Items from a data source:
- - - -

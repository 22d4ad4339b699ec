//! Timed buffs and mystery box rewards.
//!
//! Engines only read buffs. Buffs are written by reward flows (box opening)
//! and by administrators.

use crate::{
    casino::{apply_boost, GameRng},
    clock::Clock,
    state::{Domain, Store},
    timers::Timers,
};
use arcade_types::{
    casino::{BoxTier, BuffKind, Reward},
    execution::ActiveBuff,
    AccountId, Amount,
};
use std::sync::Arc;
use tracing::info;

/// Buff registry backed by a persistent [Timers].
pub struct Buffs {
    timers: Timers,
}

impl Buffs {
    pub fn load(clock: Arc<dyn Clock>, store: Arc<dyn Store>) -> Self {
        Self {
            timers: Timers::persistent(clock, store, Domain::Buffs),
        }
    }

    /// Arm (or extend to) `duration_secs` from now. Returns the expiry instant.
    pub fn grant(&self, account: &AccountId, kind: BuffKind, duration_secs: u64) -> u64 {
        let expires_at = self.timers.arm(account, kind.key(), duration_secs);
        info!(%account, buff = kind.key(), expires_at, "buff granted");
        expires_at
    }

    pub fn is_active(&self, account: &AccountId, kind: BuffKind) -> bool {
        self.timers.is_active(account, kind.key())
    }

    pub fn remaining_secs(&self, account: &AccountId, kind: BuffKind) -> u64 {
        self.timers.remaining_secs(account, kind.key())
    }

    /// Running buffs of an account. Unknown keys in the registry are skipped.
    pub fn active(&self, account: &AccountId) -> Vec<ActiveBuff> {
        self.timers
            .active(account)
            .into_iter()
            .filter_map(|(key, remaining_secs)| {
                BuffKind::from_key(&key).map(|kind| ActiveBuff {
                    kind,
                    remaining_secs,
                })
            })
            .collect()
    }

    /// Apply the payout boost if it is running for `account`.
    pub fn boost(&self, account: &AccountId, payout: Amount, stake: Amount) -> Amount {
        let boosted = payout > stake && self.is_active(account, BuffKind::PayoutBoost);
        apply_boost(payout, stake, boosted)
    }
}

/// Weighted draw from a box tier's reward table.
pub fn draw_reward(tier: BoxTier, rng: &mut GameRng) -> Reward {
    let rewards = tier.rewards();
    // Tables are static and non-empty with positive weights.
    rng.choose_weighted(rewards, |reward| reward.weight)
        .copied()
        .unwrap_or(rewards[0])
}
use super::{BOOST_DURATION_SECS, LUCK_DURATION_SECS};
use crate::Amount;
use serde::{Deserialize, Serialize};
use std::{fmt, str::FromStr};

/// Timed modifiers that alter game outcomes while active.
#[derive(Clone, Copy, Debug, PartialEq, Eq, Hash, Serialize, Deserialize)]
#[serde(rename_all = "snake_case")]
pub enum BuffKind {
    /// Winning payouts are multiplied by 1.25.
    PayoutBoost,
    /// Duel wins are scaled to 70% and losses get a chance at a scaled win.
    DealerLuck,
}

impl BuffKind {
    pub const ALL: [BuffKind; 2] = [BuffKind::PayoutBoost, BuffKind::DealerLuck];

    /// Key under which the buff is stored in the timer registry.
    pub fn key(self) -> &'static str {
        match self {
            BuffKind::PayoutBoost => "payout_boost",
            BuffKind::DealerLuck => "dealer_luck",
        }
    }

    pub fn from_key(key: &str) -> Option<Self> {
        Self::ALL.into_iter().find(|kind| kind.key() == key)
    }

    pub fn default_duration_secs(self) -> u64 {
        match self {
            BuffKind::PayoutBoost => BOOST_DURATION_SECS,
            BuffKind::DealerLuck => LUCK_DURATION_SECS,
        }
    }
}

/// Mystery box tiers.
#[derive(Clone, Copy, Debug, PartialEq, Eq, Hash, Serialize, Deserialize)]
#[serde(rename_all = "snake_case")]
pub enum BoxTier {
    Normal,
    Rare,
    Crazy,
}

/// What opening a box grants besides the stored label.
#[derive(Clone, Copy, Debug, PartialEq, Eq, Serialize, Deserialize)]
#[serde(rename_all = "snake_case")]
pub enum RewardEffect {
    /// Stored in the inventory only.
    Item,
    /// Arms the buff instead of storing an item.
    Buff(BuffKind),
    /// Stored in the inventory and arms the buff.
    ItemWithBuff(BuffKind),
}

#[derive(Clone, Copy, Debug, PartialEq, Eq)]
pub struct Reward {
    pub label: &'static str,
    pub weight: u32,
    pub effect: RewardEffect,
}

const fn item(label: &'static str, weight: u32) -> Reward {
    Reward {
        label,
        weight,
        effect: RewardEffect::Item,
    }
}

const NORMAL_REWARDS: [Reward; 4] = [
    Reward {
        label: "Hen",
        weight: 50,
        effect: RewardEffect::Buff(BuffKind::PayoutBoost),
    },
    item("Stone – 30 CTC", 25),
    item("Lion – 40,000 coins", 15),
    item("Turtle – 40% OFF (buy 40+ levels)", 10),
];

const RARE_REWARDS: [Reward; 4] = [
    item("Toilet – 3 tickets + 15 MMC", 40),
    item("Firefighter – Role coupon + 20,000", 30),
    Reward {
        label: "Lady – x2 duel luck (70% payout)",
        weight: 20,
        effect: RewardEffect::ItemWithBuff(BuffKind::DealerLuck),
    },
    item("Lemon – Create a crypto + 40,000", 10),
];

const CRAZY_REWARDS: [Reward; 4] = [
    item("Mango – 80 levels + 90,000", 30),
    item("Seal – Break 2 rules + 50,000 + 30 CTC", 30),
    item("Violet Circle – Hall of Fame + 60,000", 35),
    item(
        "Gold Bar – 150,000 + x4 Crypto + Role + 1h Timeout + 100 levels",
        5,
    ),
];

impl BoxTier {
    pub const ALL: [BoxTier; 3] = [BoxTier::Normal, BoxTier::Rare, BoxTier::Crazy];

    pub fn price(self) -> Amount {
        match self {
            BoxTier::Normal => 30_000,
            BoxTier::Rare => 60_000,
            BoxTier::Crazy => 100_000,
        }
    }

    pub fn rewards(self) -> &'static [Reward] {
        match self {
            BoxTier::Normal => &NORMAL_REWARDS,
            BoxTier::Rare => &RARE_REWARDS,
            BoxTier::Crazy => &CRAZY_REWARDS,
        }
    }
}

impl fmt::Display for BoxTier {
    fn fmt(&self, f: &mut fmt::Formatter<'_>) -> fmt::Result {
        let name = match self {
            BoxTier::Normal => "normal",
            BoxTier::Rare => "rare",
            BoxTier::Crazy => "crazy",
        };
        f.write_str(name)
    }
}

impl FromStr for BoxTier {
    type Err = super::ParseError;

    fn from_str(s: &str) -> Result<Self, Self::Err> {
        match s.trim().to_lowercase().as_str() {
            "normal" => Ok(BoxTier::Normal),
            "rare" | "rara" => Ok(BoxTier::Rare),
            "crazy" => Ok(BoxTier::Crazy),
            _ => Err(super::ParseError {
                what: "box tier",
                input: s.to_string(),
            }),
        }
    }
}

- - - -

EXERCISE GOAL: Read through the entries and count the lines where "boosted" appears; respond with the number only.

WRITTEN ANSWER: 2